[Data items]
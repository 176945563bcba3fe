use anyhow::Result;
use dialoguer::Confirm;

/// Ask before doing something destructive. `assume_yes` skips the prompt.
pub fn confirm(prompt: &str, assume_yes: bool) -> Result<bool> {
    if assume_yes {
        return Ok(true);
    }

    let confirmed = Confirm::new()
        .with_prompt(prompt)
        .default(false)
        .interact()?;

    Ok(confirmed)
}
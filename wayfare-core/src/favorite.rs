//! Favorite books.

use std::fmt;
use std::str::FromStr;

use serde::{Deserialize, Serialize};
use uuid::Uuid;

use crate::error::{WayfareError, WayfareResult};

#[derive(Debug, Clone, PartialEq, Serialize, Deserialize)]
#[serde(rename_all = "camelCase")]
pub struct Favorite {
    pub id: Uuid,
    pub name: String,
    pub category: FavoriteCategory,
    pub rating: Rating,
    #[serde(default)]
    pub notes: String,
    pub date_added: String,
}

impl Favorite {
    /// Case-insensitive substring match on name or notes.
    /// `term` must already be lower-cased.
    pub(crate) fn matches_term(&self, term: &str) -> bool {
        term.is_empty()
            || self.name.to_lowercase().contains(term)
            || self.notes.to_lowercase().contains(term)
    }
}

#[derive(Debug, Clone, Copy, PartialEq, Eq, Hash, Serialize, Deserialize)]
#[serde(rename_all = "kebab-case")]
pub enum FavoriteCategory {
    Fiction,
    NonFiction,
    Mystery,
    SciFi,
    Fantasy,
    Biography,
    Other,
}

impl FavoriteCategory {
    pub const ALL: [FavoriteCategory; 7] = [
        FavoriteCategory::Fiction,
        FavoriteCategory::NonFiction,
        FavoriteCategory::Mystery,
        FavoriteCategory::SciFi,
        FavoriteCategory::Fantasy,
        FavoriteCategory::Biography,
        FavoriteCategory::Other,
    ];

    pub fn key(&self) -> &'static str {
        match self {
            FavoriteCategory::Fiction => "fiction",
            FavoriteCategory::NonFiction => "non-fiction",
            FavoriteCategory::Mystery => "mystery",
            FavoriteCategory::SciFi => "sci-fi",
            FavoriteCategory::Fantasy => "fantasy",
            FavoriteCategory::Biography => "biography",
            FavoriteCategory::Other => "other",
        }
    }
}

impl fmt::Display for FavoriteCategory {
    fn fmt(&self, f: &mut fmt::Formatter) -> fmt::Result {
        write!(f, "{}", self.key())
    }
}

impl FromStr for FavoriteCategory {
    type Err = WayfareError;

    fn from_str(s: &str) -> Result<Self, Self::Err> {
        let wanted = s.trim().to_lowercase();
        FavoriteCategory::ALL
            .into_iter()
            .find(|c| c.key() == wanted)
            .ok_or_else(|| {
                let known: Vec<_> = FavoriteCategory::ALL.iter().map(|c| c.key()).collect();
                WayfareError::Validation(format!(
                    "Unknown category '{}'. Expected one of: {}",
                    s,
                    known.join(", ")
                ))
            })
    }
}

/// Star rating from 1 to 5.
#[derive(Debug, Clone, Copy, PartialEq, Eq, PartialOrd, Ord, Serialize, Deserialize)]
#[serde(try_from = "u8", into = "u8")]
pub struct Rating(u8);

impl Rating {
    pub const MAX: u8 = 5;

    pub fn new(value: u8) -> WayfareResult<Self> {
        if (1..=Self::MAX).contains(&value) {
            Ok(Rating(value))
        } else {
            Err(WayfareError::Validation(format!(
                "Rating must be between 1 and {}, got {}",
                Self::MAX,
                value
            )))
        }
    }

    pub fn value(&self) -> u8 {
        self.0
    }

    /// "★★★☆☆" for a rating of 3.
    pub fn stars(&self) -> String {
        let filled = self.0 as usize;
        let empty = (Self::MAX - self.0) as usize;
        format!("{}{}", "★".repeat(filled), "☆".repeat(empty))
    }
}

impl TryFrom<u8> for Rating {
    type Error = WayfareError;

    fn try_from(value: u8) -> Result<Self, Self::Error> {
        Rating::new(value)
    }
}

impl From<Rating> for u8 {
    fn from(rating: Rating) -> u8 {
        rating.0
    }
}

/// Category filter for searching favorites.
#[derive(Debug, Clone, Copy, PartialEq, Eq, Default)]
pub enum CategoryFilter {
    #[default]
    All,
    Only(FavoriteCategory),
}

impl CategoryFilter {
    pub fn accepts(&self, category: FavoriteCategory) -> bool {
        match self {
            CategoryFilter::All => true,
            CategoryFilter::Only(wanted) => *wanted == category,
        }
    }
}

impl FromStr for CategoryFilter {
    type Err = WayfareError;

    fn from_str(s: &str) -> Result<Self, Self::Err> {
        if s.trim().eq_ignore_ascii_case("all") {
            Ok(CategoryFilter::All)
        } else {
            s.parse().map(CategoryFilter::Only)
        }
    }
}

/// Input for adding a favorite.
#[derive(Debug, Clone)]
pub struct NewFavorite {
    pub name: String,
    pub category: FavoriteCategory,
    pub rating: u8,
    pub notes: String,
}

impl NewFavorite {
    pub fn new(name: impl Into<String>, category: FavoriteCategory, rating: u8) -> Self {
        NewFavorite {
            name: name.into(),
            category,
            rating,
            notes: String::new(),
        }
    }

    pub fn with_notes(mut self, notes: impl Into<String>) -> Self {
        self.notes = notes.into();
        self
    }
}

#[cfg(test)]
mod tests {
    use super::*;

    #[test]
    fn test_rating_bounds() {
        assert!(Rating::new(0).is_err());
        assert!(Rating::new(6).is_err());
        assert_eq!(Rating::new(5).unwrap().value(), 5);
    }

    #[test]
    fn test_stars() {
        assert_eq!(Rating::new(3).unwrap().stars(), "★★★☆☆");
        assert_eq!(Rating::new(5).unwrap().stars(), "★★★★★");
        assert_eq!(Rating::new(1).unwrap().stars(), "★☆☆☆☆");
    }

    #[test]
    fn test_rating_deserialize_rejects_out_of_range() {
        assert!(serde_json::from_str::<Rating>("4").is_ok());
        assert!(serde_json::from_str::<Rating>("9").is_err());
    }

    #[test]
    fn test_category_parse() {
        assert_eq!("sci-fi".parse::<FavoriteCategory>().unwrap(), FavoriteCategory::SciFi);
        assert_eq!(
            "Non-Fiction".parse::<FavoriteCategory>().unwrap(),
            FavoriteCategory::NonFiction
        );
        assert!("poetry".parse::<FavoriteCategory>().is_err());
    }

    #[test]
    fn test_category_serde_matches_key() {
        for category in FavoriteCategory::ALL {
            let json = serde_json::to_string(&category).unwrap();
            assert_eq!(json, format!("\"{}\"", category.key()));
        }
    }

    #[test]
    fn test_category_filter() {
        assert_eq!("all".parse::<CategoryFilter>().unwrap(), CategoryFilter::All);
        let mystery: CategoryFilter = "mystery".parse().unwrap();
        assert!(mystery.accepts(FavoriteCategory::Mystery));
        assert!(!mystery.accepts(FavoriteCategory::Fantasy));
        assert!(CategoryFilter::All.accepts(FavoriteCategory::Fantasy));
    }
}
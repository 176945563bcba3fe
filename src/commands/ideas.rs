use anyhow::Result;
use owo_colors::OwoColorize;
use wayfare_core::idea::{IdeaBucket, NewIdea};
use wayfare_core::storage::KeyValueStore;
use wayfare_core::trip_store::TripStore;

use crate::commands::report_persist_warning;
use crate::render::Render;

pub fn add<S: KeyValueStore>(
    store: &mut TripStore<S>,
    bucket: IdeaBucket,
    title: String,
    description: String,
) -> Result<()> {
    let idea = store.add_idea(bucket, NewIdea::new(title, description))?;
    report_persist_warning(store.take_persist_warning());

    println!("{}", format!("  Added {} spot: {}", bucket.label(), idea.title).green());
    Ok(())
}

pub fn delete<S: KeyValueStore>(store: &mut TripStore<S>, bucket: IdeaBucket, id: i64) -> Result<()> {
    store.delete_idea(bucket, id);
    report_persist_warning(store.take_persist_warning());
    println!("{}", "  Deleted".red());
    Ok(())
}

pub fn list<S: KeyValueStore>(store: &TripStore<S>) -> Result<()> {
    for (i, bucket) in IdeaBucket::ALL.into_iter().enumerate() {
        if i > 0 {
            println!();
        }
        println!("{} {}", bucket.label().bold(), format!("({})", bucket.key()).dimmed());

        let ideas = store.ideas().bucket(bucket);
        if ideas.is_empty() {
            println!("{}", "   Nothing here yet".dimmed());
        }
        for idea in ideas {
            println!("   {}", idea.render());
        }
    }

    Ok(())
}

■ Work instruction
What is the number of lines in the records that contain "render"? Answer with it alone.

■ Task response
2